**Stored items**
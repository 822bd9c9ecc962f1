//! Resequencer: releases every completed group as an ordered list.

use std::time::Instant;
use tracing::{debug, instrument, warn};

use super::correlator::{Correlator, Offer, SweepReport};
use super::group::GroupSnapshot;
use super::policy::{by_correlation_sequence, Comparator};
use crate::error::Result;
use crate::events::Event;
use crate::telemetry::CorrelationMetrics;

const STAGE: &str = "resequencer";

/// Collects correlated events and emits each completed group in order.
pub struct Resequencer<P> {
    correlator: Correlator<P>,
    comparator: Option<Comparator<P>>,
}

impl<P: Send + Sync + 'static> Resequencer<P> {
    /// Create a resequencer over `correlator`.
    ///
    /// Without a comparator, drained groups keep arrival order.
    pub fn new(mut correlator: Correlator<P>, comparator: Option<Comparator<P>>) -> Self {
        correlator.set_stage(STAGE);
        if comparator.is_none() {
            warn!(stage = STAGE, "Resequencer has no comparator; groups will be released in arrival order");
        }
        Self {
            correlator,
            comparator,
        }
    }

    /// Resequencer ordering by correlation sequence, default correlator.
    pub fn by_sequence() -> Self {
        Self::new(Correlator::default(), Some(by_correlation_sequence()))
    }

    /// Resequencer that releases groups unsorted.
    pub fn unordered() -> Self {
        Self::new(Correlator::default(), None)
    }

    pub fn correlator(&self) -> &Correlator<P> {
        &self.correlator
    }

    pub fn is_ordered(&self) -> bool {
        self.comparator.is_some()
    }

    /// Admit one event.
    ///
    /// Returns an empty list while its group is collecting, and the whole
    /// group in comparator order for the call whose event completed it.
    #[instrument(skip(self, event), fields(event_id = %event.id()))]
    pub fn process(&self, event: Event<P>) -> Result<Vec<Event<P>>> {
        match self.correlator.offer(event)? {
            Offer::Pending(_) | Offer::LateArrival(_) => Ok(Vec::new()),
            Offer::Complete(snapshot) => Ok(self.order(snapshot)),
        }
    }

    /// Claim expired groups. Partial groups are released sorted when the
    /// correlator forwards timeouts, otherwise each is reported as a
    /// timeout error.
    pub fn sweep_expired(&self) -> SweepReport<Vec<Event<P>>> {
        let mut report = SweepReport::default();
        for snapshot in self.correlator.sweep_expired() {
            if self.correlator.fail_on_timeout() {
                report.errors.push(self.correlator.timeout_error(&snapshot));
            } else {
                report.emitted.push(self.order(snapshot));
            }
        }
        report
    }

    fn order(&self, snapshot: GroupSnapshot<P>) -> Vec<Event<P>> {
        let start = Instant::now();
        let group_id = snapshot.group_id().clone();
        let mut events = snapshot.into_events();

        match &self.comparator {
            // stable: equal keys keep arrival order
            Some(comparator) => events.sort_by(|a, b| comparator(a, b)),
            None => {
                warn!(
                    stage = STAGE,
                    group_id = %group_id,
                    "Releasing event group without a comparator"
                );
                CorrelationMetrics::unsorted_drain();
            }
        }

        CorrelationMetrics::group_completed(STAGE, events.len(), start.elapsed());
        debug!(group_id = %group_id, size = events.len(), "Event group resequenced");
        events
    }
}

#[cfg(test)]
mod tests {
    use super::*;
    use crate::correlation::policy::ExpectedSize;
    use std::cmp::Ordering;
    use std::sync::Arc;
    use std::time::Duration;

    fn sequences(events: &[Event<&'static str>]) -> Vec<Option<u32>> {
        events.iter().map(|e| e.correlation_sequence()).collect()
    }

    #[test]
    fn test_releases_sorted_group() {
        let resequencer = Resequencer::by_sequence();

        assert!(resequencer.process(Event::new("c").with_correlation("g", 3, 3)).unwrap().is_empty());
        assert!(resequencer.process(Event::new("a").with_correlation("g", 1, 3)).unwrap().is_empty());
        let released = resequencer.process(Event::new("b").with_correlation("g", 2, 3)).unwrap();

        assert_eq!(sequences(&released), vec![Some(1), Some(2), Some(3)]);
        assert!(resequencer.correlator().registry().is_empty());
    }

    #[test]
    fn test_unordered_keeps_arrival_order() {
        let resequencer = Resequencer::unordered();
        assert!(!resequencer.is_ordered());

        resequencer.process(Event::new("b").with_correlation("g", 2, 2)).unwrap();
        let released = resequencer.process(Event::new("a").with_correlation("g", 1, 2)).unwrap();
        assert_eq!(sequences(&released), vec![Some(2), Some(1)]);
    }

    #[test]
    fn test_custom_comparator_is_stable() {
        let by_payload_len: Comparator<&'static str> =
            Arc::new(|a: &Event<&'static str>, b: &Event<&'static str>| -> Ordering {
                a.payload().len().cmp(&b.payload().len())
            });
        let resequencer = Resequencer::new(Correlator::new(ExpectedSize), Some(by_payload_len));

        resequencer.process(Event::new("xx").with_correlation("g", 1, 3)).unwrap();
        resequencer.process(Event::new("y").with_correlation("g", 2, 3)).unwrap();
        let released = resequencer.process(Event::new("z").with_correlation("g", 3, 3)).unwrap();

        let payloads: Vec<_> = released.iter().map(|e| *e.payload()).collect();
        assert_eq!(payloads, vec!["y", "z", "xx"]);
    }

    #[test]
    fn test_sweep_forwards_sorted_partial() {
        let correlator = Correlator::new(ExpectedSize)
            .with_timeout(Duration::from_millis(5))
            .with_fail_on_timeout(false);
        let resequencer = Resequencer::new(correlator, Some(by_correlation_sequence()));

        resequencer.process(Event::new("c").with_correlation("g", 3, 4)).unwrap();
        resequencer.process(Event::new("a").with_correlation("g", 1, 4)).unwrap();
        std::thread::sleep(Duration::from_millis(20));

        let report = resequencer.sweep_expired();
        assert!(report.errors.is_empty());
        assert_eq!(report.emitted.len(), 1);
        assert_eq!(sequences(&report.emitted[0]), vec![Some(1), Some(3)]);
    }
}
* * *
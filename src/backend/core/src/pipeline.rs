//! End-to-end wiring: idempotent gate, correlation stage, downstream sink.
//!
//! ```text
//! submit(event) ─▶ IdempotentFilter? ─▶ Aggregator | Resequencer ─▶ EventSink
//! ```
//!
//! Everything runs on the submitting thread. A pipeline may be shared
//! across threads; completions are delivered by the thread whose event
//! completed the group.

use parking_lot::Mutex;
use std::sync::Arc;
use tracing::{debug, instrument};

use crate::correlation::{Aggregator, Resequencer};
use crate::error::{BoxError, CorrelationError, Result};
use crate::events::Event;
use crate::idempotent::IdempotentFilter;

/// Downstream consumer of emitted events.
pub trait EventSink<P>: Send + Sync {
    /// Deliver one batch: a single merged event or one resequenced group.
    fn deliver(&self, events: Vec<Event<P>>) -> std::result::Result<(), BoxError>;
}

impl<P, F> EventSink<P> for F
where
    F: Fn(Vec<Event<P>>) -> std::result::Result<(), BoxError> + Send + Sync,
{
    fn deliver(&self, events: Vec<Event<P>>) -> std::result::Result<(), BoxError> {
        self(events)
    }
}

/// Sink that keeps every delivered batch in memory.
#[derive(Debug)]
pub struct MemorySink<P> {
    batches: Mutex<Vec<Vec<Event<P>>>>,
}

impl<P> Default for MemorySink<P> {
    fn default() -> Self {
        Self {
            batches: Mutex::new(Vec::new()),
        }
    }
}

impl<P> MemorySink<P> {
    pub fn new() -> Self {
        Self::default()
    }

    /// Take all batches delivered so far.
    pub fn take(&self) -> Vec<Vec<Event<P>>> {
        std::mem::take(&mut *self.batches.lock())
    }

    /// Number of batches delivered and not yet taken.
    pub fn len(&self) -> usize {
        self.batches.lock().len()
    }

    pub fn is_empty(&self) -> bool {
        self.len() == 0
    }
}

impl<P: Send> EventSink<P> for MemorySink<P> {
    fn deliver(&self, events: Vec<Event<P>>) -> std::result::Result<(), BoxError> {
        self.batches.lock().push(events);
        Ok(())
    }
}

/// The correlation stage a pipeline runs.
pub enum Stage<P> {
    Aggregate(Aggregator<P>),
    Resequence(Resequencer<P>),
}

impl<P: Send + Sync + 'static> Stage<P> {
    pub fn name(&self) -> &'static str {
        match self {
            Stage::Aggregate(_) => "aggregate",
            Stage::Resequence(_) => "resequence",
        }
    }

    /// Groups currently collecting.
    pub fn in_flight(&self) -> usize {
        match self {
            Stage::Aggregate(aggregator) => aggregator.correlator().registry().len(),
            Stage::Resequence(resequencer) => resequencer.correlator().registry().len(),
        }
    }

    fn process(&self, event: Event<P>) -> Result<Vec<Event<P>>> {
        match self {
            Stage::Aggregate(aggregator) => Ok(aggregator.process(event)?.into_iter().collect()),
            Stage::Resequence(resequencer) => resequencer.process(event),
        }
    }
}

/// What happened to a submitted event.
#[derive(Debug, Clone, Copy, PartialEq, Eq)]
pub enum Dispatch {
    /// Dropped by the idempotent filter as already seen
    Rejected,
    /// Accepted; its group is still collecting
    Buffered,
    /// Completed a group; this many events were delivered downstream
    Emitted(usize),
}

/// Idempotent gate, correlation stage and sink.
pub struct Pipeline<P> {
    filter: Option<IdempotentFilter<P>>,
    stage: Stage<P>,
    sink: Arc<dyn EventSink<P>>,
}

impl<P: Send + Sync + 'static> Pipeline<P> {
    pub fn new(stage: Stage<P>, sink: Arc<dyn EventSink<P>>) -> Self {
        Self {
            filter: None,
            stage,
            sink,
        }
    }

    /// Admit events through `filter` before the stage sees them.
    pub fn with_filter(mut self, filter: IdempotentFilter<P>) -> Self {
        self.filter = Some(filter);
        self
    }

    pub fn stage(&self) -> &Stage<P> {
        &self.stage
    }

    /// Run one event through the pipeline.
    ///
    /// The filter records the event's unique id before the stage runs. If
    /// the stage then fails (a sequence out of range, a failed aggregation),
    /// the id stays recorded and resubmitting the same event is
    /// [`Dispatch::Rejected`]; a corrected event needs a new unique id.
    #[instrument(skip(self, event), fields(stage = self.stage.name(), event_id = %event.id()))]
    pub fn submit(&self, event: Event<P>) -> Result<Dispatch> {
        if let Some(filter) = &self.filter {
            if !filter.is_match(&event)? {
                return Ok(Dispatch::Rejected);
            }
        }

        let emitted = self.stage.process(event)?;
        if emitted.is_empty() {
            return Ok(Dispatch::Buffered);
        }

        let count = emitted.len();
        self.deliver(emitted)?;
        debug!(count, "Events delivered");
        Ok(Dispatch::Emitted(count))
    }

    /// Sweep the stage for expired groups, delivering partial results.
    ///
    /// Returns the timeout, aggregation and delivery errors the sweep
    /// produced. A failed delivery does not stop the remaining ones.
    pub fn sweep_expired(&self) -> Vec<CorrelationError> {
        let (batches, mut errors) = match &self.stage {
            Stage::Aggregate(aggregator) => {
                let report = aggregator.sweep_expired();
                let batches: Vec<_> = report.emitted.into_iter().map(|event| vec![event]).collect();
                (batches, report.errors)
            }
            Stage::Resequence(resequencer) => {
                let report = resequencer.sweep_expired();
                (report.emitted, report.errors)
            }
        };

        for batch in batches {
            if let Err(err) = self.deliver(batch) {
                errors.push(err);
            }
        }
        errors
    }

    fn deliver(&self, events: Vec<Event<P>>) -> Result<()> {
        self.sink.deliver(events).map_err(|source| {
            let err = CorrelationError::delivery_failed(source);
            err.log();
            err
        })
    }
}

**Prompt**
Scan the records for lines that hold "CorrelationMetrics", and reproduce each one you find.

**Answer to this problem**
use crate::telemetry::CorrelationMetrics;
                CorrelationMetrics::unsorted_drain();
        CorrelationMetrics::group_completed(STAGE, events.len(), start.elapsed());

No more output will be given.